*Data to examine*

==========

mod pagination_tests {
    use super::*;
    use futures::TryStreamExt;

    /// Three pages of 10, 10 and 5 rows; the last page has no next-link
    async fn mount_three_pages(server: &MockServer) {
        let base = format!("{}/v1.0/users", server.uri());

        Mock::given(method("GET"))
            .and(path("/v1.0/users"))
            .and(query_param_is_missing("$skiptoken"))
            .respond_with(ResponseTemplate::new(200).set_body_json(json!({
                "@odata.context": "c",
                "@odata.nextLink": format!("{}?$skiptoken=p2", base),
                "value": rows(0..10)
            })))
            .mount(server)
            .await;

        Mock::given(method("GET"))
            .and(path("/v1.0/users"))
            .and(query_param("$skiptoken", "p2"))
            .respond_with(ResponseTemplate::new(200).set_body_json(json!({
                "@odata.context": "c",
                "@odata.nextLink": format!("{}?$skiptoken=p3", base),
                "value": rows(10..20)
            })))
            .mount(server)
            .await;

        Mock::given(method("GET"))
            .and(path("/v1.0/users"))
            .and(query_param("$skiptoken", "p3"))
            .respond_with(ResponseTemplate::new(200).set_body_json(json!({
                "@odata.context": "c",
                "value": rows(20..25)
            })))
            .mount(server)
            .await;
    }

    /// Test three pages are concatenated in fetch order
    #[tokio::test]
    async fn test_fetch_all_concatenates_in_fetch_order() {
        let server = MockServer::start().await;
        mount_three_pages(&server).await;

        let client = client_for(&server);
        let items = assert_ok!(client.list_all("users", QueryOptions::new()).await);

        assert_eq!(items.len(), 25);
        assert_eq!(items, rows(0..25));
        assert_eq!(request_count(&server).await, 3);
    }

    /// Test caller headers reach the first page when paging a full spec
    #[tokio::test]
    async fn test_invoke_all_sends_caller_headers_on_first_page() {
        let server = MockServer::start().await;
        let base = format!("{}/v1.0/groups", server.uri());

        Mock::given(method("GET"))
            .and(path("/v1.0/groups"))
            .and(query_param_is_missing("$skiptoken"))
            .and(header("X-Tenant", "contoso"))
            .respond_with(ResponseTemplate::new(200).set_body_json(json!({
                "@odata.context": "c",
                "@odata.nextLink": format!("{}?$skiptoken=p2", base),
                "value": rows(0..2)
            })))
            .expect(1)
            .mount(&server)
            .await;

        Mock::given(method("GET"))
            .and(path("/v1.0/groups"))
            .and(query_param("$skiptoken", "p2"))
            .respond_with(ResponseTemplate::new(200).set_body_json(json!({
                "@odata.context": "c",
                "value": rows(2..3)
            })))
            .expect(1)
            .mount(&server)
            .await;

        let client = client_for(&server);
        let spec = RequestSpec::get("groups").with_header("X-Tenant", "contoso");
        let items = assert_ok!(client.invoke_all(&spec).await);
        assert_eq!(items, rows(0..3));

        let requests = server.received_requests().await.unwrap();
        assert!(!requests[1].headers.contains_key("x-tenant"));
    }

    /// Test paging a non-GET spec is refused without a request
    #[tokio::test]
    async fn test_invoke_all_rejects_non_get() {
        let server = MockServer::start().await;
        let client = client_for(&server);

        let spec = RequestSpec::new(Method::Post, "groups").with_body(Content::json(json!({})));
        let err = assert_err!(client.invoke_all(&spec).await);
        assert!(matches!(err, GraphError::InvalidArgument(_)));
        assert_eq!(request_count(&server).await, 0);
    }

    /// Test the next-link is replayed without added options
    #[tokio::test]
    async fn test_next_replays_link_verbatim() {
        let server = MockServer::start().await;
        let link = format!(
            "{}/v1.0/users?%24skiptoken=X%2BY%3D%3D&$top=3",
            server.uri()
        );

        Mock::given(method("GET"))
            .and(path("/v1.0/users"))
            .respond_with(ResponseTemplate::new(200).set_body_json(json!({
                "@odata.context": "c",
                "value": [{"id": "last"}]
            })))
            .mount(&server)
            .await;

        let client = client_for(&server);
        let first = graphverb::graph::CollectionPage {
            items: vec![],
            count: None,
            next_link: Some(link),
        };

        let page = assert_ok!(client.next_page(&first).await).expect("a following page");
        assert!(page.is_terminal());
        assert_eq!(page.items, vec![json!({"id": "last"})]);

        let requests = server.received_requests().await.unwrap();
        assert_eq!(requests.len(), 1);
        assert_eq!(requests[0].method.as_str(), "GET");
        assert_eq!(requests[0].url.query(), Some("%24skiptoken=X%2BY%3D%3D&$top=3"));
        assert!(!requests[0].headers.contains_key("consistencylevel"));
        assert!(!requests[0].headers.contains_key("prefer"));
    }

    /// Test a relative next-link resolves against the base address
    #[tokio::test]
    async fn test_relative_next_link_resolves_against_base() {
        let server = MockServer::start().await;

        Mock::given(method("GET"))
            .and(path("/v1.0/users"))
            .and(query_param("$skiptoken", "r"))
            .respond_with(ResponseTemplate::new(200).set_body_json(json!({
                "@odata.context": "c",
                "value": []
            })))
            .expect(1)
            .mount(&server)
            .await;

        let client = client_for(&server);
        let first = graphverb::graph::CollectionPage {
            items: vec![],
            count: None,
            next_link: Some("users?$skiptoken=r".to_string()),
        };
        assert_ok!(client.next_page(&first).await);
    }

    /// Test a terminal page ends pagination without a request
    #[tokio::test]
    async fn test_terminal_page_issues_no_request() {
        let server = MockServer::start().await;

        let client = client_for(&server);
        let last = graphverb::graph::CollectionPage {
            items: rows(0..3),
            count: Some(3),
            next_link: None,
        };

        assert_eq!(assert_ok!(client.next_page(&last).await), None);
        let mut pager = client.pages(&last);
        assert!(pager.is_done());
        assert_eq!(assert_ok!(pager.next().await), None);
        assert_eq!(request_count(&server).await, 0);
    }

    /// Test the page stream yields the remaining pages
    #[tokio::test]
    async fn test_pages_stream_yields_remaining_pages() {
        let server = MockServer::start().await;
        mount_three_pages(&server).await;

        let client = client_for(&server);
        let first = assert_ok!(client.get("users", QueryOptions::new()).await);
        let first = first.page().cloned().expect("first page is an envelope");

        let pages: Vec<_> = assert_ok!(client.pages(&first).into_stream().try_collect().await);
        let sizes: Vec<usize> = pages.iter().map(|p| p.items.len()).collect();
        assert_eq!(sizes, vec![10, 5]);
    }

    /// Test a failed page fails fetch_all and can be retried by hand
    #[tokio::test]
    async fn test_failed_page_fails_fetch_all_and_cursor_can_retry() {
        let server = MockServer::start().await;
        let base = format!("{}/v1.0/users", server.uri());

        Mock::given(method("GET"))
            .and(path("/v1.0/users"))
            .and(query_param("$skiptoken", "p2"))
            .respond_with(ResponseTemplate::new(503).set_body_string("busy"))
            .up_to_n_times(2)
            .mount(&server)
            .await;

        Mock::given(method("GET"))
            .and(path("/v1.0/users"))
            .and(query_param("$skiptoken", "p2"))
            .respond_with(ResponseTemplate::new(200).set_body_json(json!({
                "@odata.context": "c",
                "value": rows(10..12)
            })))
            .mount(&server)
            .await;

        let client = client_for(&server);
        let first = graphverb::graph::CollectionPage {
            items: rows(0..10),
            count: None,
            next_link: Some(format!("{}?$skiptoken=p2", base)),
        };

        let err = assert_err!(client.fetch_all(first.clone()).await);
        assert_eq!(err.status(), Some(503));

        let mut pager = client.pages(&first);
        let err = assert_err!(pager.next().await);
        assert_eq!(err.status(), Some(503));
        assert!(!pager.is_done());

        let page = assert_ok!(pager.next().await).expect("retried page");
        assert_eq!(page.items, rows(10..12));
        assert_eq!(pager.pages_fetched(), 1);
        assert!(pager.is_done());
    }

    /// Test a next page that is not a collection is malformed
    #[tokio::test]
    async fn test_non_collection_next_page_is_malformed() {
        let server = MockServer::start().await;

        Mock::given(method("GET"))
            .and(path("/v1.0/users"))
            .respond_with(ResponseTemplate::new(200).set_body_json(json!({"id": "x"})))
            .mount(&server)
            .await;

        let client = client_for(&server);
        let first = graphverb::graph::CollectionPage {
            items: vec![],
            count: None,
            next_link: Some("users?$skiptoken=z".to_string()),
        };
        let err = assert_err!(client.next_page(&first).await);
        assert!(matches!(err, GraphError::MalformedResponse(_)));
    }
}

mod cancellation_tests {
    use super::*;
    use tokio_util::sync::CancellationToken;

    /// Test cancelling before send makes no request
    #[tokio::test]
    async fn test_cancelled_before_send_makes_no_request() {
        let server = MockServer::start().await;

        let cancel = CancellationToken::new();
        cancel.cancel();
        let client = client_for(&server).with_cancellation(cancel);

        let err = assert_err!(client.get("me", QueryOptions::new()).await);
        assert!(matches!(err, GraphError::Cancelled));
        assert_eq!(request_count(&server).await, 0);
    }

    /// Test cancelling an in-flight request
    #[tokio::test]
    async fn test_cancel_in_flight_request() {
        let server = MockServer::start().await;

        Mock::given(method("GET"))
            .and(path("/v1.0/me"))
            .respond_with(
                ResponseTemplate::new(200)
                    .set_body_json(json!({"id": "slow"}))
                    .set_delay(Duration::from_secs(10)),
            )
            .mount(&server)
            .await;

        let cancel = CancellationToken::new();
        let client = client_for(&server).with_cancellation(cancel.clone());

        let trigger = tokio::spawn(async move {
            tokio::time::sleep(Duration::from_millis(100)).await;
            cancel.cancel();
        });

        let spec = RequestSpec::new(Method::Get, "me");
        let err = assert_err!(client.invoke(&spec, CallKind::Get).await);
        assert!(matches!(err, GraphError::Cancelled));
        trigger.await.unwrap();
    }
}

==========

*What this task involves*
Scan the entries above for the line containing "refused without a request", and copy it and all lines after it exactly, down to and including the line containing "without added options".

*Answer to this problem*
    /// Test paging a non-GET spec is refused without a request
    #[tokio::test]
    async fn test_invoke_all_rejects_non_get() {
        let server = MockServer::start().await;
        let client = client_for(&server);

        let spec = RequestSpec::new(Method::Post, "groups").with_body(Content::json(json!({})));
        let err = assert_err!(client.invoke_all(&spec).await);
        assert!(matches!(err, GraphError::InvalidArgument(_)));
        assert_eq!(request_count(&server).await, 0);
    }

    /// Test the next-link is replayed without added options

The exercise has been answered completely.